Thanks for the detailed review. Hope the ever-growing scope of this refactor is not making you regret the invitation to contribute! :)
On the contrary, the package has improved a lot thanks to your contributions!!🥇
LanguageAggregation mode None
For the LanguageAggregation we will always have to make a choice, so None for filtering would be no option. The default would be currently LanguageAggregationl.MONOLINGUAL_ONLY as we didn't support cross-lingual before.
The reason we need to define this, is that the aggregation must happen at some point in reporting the metrics. Especially in src/workrb/results.py, in the get_summary_metrics() call.
The second choice a user now has, is whether they still want to execute all tasks regardless of the chosen LanguageAggregation. With default ExecutionMode.LAZY it will skip any cross-lingual entries that won't be relevant for get_summary_metrics(), or execut all of them with ExecutionMode.ALL.
So requested change here is that we don't have a None for language filtering, but must always be defined. Feel free to add your own viewpoint on this one!
Aggregation revision
The problem in src/workrb/results.py, in the get_summary_metrics() is that we now have a dependency on the language_aggregation_mode.
There's a couple of issues arising:
Problem 1
get_summary_metrics(): The language_aggregation_mode should not be optional but a required argument to make the strategy explicit and avoid eval errors in the code.
Problem 2
The BenchmarkResults.__str__ that is used in a typical user flow with print(results) API won't work anymore, as we'll require explicit definition of language aggregation mode. Example:
# 1. Setup model and tasks
model = workrb.models.BiEncoderModel("all-MiniLM-L6-v2")
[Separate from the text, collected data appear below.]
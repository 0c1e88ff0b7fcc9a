// Session Guard - authenticated API resilience layer

pub mod auth;
pub mod config;
pub mod context;
pub mod dedup;
pub mod error;
pub mod events;
pub mod heartbeat;
pub mod http_client;
pub mod progress;

pub use context::AuthContext;
pub use error::{ApiError, Result};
tasks = [workrb.tasks.ESCOSkill2JobRanking(split="test", languages=["en"])]
# 2. Run the benchmark
agg_mode= LanguageAggregation.MONOLINGUAL_ONLY
results = workrb.evaluate(
model,
tasks,
output_folder="results/demo",
description="WorkRB demo",
force_restart=True,
language_aggregation_mode=agg_mode,
) # -> Will already print the results via `reporting.py`
# (Optional) Display results
print("\nResults:")
print(results) # -> This will not be possible anymore.
A possible solution would be to make the LanguageAggregation mode part of the results state, enabling print(results). However, it becomes error-prone when prior results would be ran with a different LanguageAggregation than the original evaluation run. With the lazy execution mode, we would need a check that all necessary tasks have been executed. Not sure yet what would be the best solution here. In any case we want to keep the API as clean as possible and easy to use for the user, hence maybe using the default-aggregation mode is the better option and documenting the default behavior.
Problem 3
For efficiency reasons, src/workrb/metrics/reporting.py:format_results recalculated the metrics on-demand. But with the refactor this feels like an error-prone approach. Instead we should simplify by making the internal of results.get_summary_metrics(...) be moved to a new function results._get_summary_metrics, which should return all of the 5 mean_per_task,... mean_per_language.
- The original
results.get_summary_metrics(...)would then just combine the results of the call toresults._get_summary_metrics, src/workrb/metrics/reporting.py:format_resultswould also just make the call toresults._get_summary_metricsso the logic is just in 1 place.
|
We're currently working on the paper, so want to recap on the short-term prios. Prios:
Let's keep the separate reporting layer as future steps for now to maintain focus (: Super excited to be adding your features to the paper-version of WorkRB (:🚀 |
…evaluate() Address PR techwolf-ai#34 review feedback from @Mattdl. The aggregation mode now flows consistently through the entire evaluation and aggregation pipeline instead of being an optional parameter.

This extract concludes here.